Collected data:
┌────────

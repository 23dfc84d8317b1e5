use super::*;
use crate::animation::ease::Ease;
use crate::caption::group::group_words;
use crate::style::spec::ZoomSpec;

fn chunk(words: &[(&str, f64, f64)]) -> Chunk {
    let ws: Vec<Word> = words.iter().map(|&(t, s, e)| Word::new(t, s, e)).collect();
    group_words(&ws, ws.len().max(1)).unwrap().remove(0)
}

fn spec() -> StyleSpec {
    StyleSpec {
        transition: true,
        highlight: true,
        ..StyleSpec::default()
    }
}

#[test]
fn hi_there_scenario() {
    let c = chunk(&[("hi", 0.0, 0.5), ("there", 0.5, 1.2)]);
    let s = spec();

    let a = render_state(0.05, &c, 0, &s);
    assert_eq!(a.phase, WordPhase::Ramping);
    assert!(a.scale > 0.8 && a.scale < 1.0, "{}", a.scale);

    let b = render_state(0.3, &c, 0, &s);
    assert_eq!(b.phase, WordPhase::Steady);
    assert_eq!(b.scale, 1.0);

    assert!(!render_state(0.5, &c, 0, &s).is_active());
    let there = render_state(0.5, &c, 1, &s);
    assert_eq!(there.phase, WordPhase::Ramping);
    assert_eq!(there.scale, 0.8);
    assert!(there.is_highlighted);
}

#[test]
fn start_is_active_and_end_is_not() {
    let c = chunk(&[("a", 1.0, 2.0)]);
    let s = spec();
    assert!(render_state(1.0, &c, 0, &s).is_active());
    assert!(!render_state(2.0, &c, 0, &s).is_active());
    assert!(!render_state(0.999, &c, 0, &s).is_active());
}

#[test]
fn highlight_is_exclusive_even_with_overlaps() {
    let c = chunk(&[("a", 0.0, 1.0), ("b", 0.5, 1.5), ("c", 0.7, 0.9), ("d", 2.0, 3.0)]);
    let s = spec();
    let mut t = 0.0;
    while t < 3.5 {
        let lit = (0..c.words.len())
            .filter(|&i| render_state(t, &c, i, &s).is_highlighted)
            .count();
        assert!(lit <= 1, "t={t} lit={lit}");
        t += 0.01;
    }
    assert_eq!(highlighted_word(0.8, &c), Some(2));
    assert_eq!(highlighted_word(1.2, &c), Some(1));
}

#[test]
fn gap_inside_chunk_highlights_nothing() {
    let c = chunk(&[("a", 0.0, 1.0), ("b", 2.0, 3.0)]);
    let s = spec();
    assert_eq!(highlighted_word(1.5, &c), None);
    assert!((0..2).all(|i| !render_state(1.5, &c, i, &s).is_highlighted));
}

#[test]
fn highlight_disabled_never_highlights() {
    let c = chunk(&[("a", 0.0, 1.0)]);
    let s = StyleSpec {
        highlight: false,
        ..spec()
    };
    assert!(!render_state(0.5, &c, 0, &s).is_highlighted);
}

#[test]
fn transition_disabled_is_always_full_size() {
    let c = chunk(&[("a", 0.0, 1.0)]);
    let s = StyleSpec {
        transition: false,
        ..spec()
    };
    let st = render_state(0.0, &c, 0, &s);
    assert_eq!(st.phase, WordPhase::Steady);
    assert_eq!(st.scale, 1.0);
}

#[test]
fn zero_length_word_is_full_size_at_its_instant() {
    let c = chunk(&[("a", 1.0, 1.0)]);
    let s = spec();
    let st = render_state(1.0, &c, 0, &s);
    assert_eq!(st.phase, WordPhase::Steady);
    assert_eq!(st.scale, 1.0);
    assert!(!render_state(1.0001, &c, 0, &s).is_active());
}

#[test]
fn zero_ramp_fraction_skips_ramping() {
    let c = chunk(&[("a", 0.0, 1.0)]);
    let s = StyleSpec {
        zoom: ZoomSpec {
            ramp_fraction: 0.0,
            ..ZoomSpec::default()
        },
        ..spec()
    };
    assert_eq!(render_state(0.0, &c, 0, &s).phase, WordPhase::Steady);
}

#[test]
fn eased_ramp_is_monotonic_and_ends_at_one() {
    let c = chunk(&[("a", 0.0, 1.0)]);
    let s = StyleSpec {
        zoom: ZoomSpec {
            ramp_fraction: 0.5,
            start_scale: 0.5,
            ease: Ease::OutCubic,
        },
        ..spec()
    };
    let mut last = 0.0;
    for i in 0..50 {
        let st = render_state(i as f64 * 0.01, &c, 0, &s);
        assert_eq!(st.phase, WordPhase::Ramping);
        assert!(st.scale >= last);
        last = st.scale;
    }
    assert_eq!(render_state(0.5, &c, 0, &s).scale, 1.0);
}

#[test]
fn render_state_is_deterministic_and_order_free() {
    let c = chunk(&[("a", 0.0, 0.4), ("b", 0.4, 0.9)]);
    let s = spec();
    let forward: Vec<_> = (0..100).map(|i| render_state(i as f64 * 0.01, &c, 1, &s)).collect();
    let backward: Vec<_> = (0..100)
        .rev()
        .map(|i| render_state(i as f64 * 0.01, &c, 1, &s))
        .collect();
    let mut backward = backward;
    backward.reverse();
    assert_eq!(forward, backward);
}

#[test]
fn out_of_range_word_is_inactive() {
    let c = chunk(&[("a", 0.0, 1.0)]);
    assert!(!render_state(0.5, &c, 3, &spec()).is_active());
}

└────────

Problem description:
Exactly reproduce the lines from the one containing "backward.reverse();" through the end of the records, and only those lines.

Solved exercise:
    backward.reverse();
    assert_eq!(forward, backward);
}

#[test]
fn out_of_range_word_is_inactive() {
    let c = chunk(&[("a", 0.0, 1.0)]);
    assert!(!render_state(0.5, &c, 3, &spec()).is_active());
}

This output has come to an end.